Why though?
The filesystem is organized to store data by its type, not by the physical storage. In DOS/Windows you stick to separate “disks”, but not in Unix-like OSes. This approach is inconvenient in case of removable media, that’s why /media
exists. And /mnt
is not suited for any particular purpose, just for the case when you need to manually mount some filesystem to perform occasional actions, that normally never happens.
Just media files, downloads, images , music kinda stuff.
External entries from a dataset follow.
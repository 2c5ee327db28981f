use crate::domain::InvokeRequest;
use crate::ports::Backend;
use serde_json::{Value, json};
use shared::{Error, Result};
use std::sync::Arc;
use tracing::{error, info};

pub const DEACTIVATE_ACCOUNT: &str = "deactivate-account";

/// Serverless functions that act on the caller's account. They need the
/// session token and are never retried.
#[derive(Clone)]
pub struct PrivilegedCalls {
    backend: Arc<dyn Backend>,
}

impl PrivilegedCalls {
    pub fn new(backend: Arc<dyn Backend>) -> Self {
        Self { backend }
    }

    pub async fn call(&self, function: &str, body: Value, token: Option<&str>) -> Result<Value> {
        let token = match token.map(str::trim) {
            Some(token) if !token.is_empty() => token,
            _ => return Err(surface(function, Error::Auth("no session token".into()))),
        };

        let request = InvokeRequest::post(function, body).with_token(token);
        let response = self
            .backend
            .invoke(request)
            .await
            .map_err(|e| surface(function, e))?;

        match response.status {
            200..=299 => {
                info!(function, status = response.status, "privileged call succeeded");
                Ok(response.body)
            }
            401 | 403 => Err(surface(
                function,
                Error::Auth(format!("rejected with status {}", response.status)),
            )),
            status => Err(surface(
                function,
                Error::Internal(format!("{function} returned status {status}: {}", response.body)),
            )),
        }
    }

    pub async fn deactivate_account(&self, token: Option<&str>) -> Result<Value> {
        self.call(DEACTIVATE_ACCOUNT, json!({}), token).await
    }
}

impl std::fmt::Debug for PrivilegedCalls {
    fn fmt(&self, f: &mut std::fmt::Formatter<'_>) -> std::fmt::Result {
        f.debug_struct("PrivilegedCalls").finish_non_exhaustive()
    }
}

fn surface(function: &str, err: Error) -> Error {
    error!(
        function,
        error = %err,
        message = err.user_message().unwrap_or_default(),
        "privileged call failed"
    );
    err
}

#[cfg(test)]
mod tests {
    use super::*;
    use crate::domain::{ConflictTarget, InvokeResponse, Query, QueryResult, Row};
    use async_trait::async_trait;
    use std::sync::Mutex;

    /// Answers every invoke with a fixed status and records the requests.
    struct FunctionStub {
        status: u16,
        seen: Mutex<Vec<InvokeRequest>>,
    }

    impl FunctionStub {
        fn new(status: u16) -> Arc<Self> {
            Arc::new(Self {
                status,
                seen: Mutex::new(Vec::new()),
            })
        }
    }

    #[async_trait]
    impl Backend for FunctionStub {
        async fn query(&self, _: &str, _: &Query) -> Result<QueryResult> {
            Err(Error::Internal("unused".into()))
        }

        async fn insert(&self, _: &str, _: Row) -> Result<Row> {
            Err(Error::Internal("unused".into()))
        }

        async fn upsert(&self, _: &str, _: Row, _: &ConflictTarget) -> Result<Row> {
            Err(Error::Internal("unused".into()))
        }

        async fn delete(&self, _: &str, _: &Query) -> Result<usize> {
            Err(Error::Internal("unused".into()))
        }

        async fn invoke(&self, request: InvokeRequest) -> Result<InvokeResponse> {
            self.seen.lock().unwrap().push(request);
            Ok(InvokeResponse::new(self.status, json!({ "ok": self.status < 300 })))
        }
    }

    #[tokio::test]
    async fn test_missing_token_never_reaches_backend() {
        let stub = FunctionStub::new(200);
        let calls = PrivilegedCalls::new(stub.clone());

        for token in [None, Some(""), Some("   ")] {
            let err = calls.deactivate_account(token).await.unwrap_err();
            assert!(matches!(err, Error::Auth(_)));
            assert!(err.user_message().is_some());
        }
        assert!(stub.seen.lock().unwrap().is_empty());
    }

    #[tokio::test]
    async fn test_token_is_forwarded() {
        let stub = FunctionStub::new(200);
        let calls = PrivilegedCalls::new(stub.clone());

        let body = calls.deactivate_account(Some("session-1")).await.unwrap();
        assert_eq!(body, json!({ "ok": true }));

        let seen = stub.seen.lock().unwrap();
        assert_eq!(seen.len(), 1);
        assert_eq!(seen[0].function, DEACTIVATE_ACCOUNT);
        assert_eq!(seen[0].auth_token.as_deref(), Some("session-1"));
    }

    #[tokio::test]
    async fn test_rejections_are_surfaced_once() {
        let forbidden = FunctionStub::new(403);
        let err = PrivilegedCalls::new(forbidden.clone())
            .deactivate_account(Some("stale"))
            .await
            .unwrap_err();
        assert!(matches!(err, Error::Auth(_)));
        assert_eq!(forbidden.seen.lock().unwrap().len(), 1);

        let broken = FunctionStub::new(500);
        let err = PrivilegedCalls::new(broken.clone())
            .call("export-data", json!({}), Some("t"))
            .await
            .unwrap_err();
        assert!(matches!(err, Error::Internal(_)));
        assert_eq!(broken.seen.lock().unwrap().len(), 1);
    }
}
That’s what usually goes to /home/<username>
. Maybe mount that device directly to /home
? Or, if you want to extend your existent /home
partition, use LVM or btrfs to join partitions from various drives. Or mount the partition to some subdirectory of /home/<username>
, or even split it and mount its parts to /home/<username>/Downloads
, /home/<username>/Movies
etc. So you keep the logic of filesystem layout and don’t need to remember where you saved some file (in /home/<username>/Downloads
or in /whatever-mountpoint-you-use/downloads
).
Technically, no. Until you want to mount something but find
/mnt
is busy or simply forget about this and mount something there, losing access to previously mounted stuff. The only problem is that you have to remember which mountpoint you use for particular filesystem, while the FHS is designed to avoid this and abstract from physical devices as much as possible.